Scientific Organisers

Nick Barry
Nabanita Chatterjee
Alessandro Esposito
Christian Franke
Kirti Prakash
Fei Xia

 

Advanced light microscopy for studying the structure and dynamics of the cardiovascular system

The cardiovascular network is crucial for all body functions. Since functional or anatomical abnormalities in this network are associated with a wide range of patho-physiologies, studying these aspects is of fundamental and clinical importance. In my talk I will discuss our recent efforts to study the structure and dynamics of different components of the cardiovascular network using advanced optical imaging. I will focus on two techniques that have relevant spatio-temporal scales, in the range of subcellular/millisecond resolutions. The first is light-sheet microscopy, which employs an orthogonal excitation-emission geometry that enables fast imaging, and is becoming a standard tool for probing large specimens and fast biological processes.
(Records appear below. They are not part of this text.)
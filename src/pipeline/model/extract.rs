//! Best-effort text extraction from an upstream response body.
//!
//! Strategies run in a fixed order and the first non-empty result wins.
//! Each works on a borrowed body and cannot fail, so a strategy that finds
//! nothing simply hands over to the next.

use serde::Serialize;
use serde_json::Value;

use super::types::ModelResponse;

/// Which response shape produced the extracted text.
#[derive(Debug, Clone, Copy, PartialEq, Eq, Serialize)]
#[serde(rename_all = "snake_case")]
pub enum ResponseShape {
    /// Top-level `text` field (SDK convenience accessor).
    DirectText,
    /// `output` / `outputs` field (Vertex-style).
    OutputList,
    /// `candidates[0].content` (REST generateContent).
    Candidate,
    /// The whole body, stringified.
    Opaque,
}

type Strategy = fn(&Value) -> Option<String>;

const STRATEGIES: &[(ResponseShape, Strategy)] = &[
    (ResponseShape::DirectText, direct_text),
    (ResponseShape::OutputList, output_field),
    (ResponseShape::Candidate, first_candidate),
    (ResponseShape::Opaque, whole_body),
];

/// Extract the generated text. Empty only when every strategy comes up empty.
pub fn extract_text(response: &ModelResponse) -> String {
    extract_with_shape(response).1
}

/// Like [`extract_text`], also reporting which strategy matched.
pub fn extract_with_shape(response: &ModelResponse) -> (ResponseShape, String) {
    for (shape, strategy) in STRATEGIES {
        if let Some(text) = strategy(response.body()) {
            if !text.is_empty() {
                return (*shape, text);
            }
        }
    }
    (ResponseShape::Opaque, String::new())
}

fn direct_text(body: &Value) -> Option<String> {
    body.get("text").filter(|v| is_truthy(v)).map(render_value)
}

fn output_field(body: &Value) -> Option<String> {
    let out = body
        .get("output")
        .filter(|v| is_truthy(v))
        .or_else(|| body.get("outputs"))
        .filter(|v| is_truthy(v))?;

    match out {
        Value::Array(items) => {
            let first = items.first()?;
            if let Value::Object(map) = first {
                for key in ["content", "text", "output"] {
                    if let Some(v) = map.get(key) {
                        return Some(render_value(v));
                    }
                }
            }
            serde_json::to_string(first).ok()
        }
        other => Some(render_value(other)),
    }
}

fn first_candidate(body: &Value) -> Option<String> {
    let first = body.get("candidates")?.as_array()?.first()?;
    match first.get("content") {
        Some(content) => Some(render_content(content)),
        None => Some(render_value(first)),
    }
}

fn whole_body(body: &Value) -> Option<String> {
    Some(render_value(body))
}

/// Render a candidate `content` value. Gemini nests text as
/// `{"parts": [{"text": ...}, ...]}`; the part texts are concatenated.
fn render_content(content: &Value) -> String {
    if let Some(parts) = content.get("parts").and_then(Value::as_array) {
        let joined: String = parts
            .iter()
            .filter_map(|p| p.get("text").and_then(Value::as_str))
            .collect();
        if !joined.is_empty() {
            return joined;
        }
    }
    render_value(content)
}

/// Strings as-is, null as empty, everything else as compact JSON.
fn render_value(value: &Value) -> String {
    match value {
        Value::String(s) => s.clone(),
        Value::Null => String::new(),
        other => other.to_string(),
    }
}

fn is_truthy(value: &Value) -> bool {
    match value {
        Value::Null => false,
        Value::Bool(b) => *b,
        Value::Number(n) => n.as_f64().is_some_and(|f| f != 0.0),
        Value::String(s) => !s.is_empty(),
        Value::Array(a) => !a.is_empty(),
        Value::Object(o) => !o.is_empty(),
    }
}

#[cfg(test)]
mod tests {
    use serde_json::json;

    use super::*;

    fn extract(body: Value) -> (ResponseShape, String) {
        extract_with_shape(&ModelResponse::from_json(body))
    }

    #[test]
    fn direct_text_wins() {
        let (shape, text) = extract(json!({"text": "[1]", "candidates": [{"content": "x"}]}));
        assert_eq!(shape, ResponseShape::DirectText);
        assert_eq!(text, "[1]");
    }

    #[test]
    fn empty_text_falls_through_to_candidates() {
        let (shape, text) = extract(json!({"text": "", "candidates": [{"content": "from candidate"}]}));
        assert_eq!(shape, ResponseShape::Candidate);
        assert_eq!(text, "from candidate");
    }

    #[test]
    fn outputs_list_prefers_content_key() {
        let (shape, text) = extract(json!({
            "outputs": [{"output": "third", "text": "second", "content": "first"}]
        }));
        assert_eq!(shape, ResponseShape::OutputList);
        assert_eq!(text, "first");
    }

    #[test]
    fn outputs_list_uses_text_then_output() {
        let (_, text) = extract(json!({"outputs": [{"output": "o", "text": "t"}]}));
        assert_eq!(text, "t");
        let (_, text) = extract(json!({"outputs": [{"output": "o"}]}));
        assert_eq!(text, "o");
    }

    #[test]
    fn outputs_element_without_known_keys_is_serialized() {
        let (_, text) = extract(json!({"outputs": [{"score": 1}]}));
        assert_eq!(text, r#"{"score":1}"#);
    }

    #[test]
    fn empty_output_falls_back_to_outputs() {
        let (_, text) = extract(json!({"output": [], "outputs": [{"text": "later"}]}));
        assert_eq!(text, "later");
    }

    #[test]
    fn non_list_output_is_stringified() {
        let (shape, text) = extract(json!({"output": "plain output"}));
        assert_eq!(shape, ResponseShape::OutputList);
        assert_eq!(text, "plain output");
    }

    #[test]
    fn gemini_candidate_parts_are_joined() {
        let (shape, text) = extract(json!({
            "candidates": [{
                "content": {"role": "model", "parts": [{"text": "[{\"condition\":"}, {"text": "\"Flu\"}]"}]},
                "finishReason": "STOP"
            }]
        }));
        assert_eq!(shape, ResponseShape::Candidate);
        assert_eq!(text, r#"[{"condition":"Flu"}]"#);
    }

    #[test]
    fn candidate_without_content_is_stringified() {
        let (_, text) = extract(json!({"candidates": [{"output": "legacy"}]}));
        assert_eq!(text, r#"{"output":"legacy"}"#);
    }

    #[test]
    fn empty_candidates_fall_through_to_opaque() {
        let (shape, text) = extract(json!({"candidates": [], "promptFeedback": {"blockReason": "SAFETY"}}));
        assert_eq!(shape, ResponseShape::Opaque);
        assert!(text.contains("SAFETY"));
    }

    #[test]
    fn plain_string_body_is_returned_verbatim() {
        let resp = ModelResponse::from_body("not json at all");
        assert_eq!(extract_text(&resp), "not json at all");
    }

    #[test]
    fn null_body_yields_empty() {
        let (_, text) = extract(Value::Null);
        assert_eq!(text, "");
    }

    #[test]
    fn extraction_is_idempotent() {
        let resp = ModelResponse::from_json(json!({
            "outputs": [{"content": "same"}],
            "candidates": [{"content": "other"}]
        }));
        let before = resp.clone();
        let first = extract_text(&resp);
        let second = extract_text(&resp);
        assert_eq!(first, second);
        assert_eq!(resp, before);
    }
}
The second technique utilizes optical harmonic imaging signals, which are signals that are generated by different endogenous tissue components. Harmonic imaging is a non-linear “label-free” imaging method that obviates the need for fluorescent or chemical contrast agents, and is thus potentially useful for simple and straight-forward analysis of tissue structures. I will demonstrate how we used light-sheet microscopy separately from, or in combination with, harmonic imaging, to learn about the cardiovascular network in zebrafish embryos or cerebral vessels in the mouse brain, using tissue transparization. I will also present customized image analysis workflows that we developed in order to analyze the datasets, and will discuss the opportunities that the ensemble of these novel techniques offer for research in the cardiovascular field and more broadly for understanding biological and physiological processes as they take place.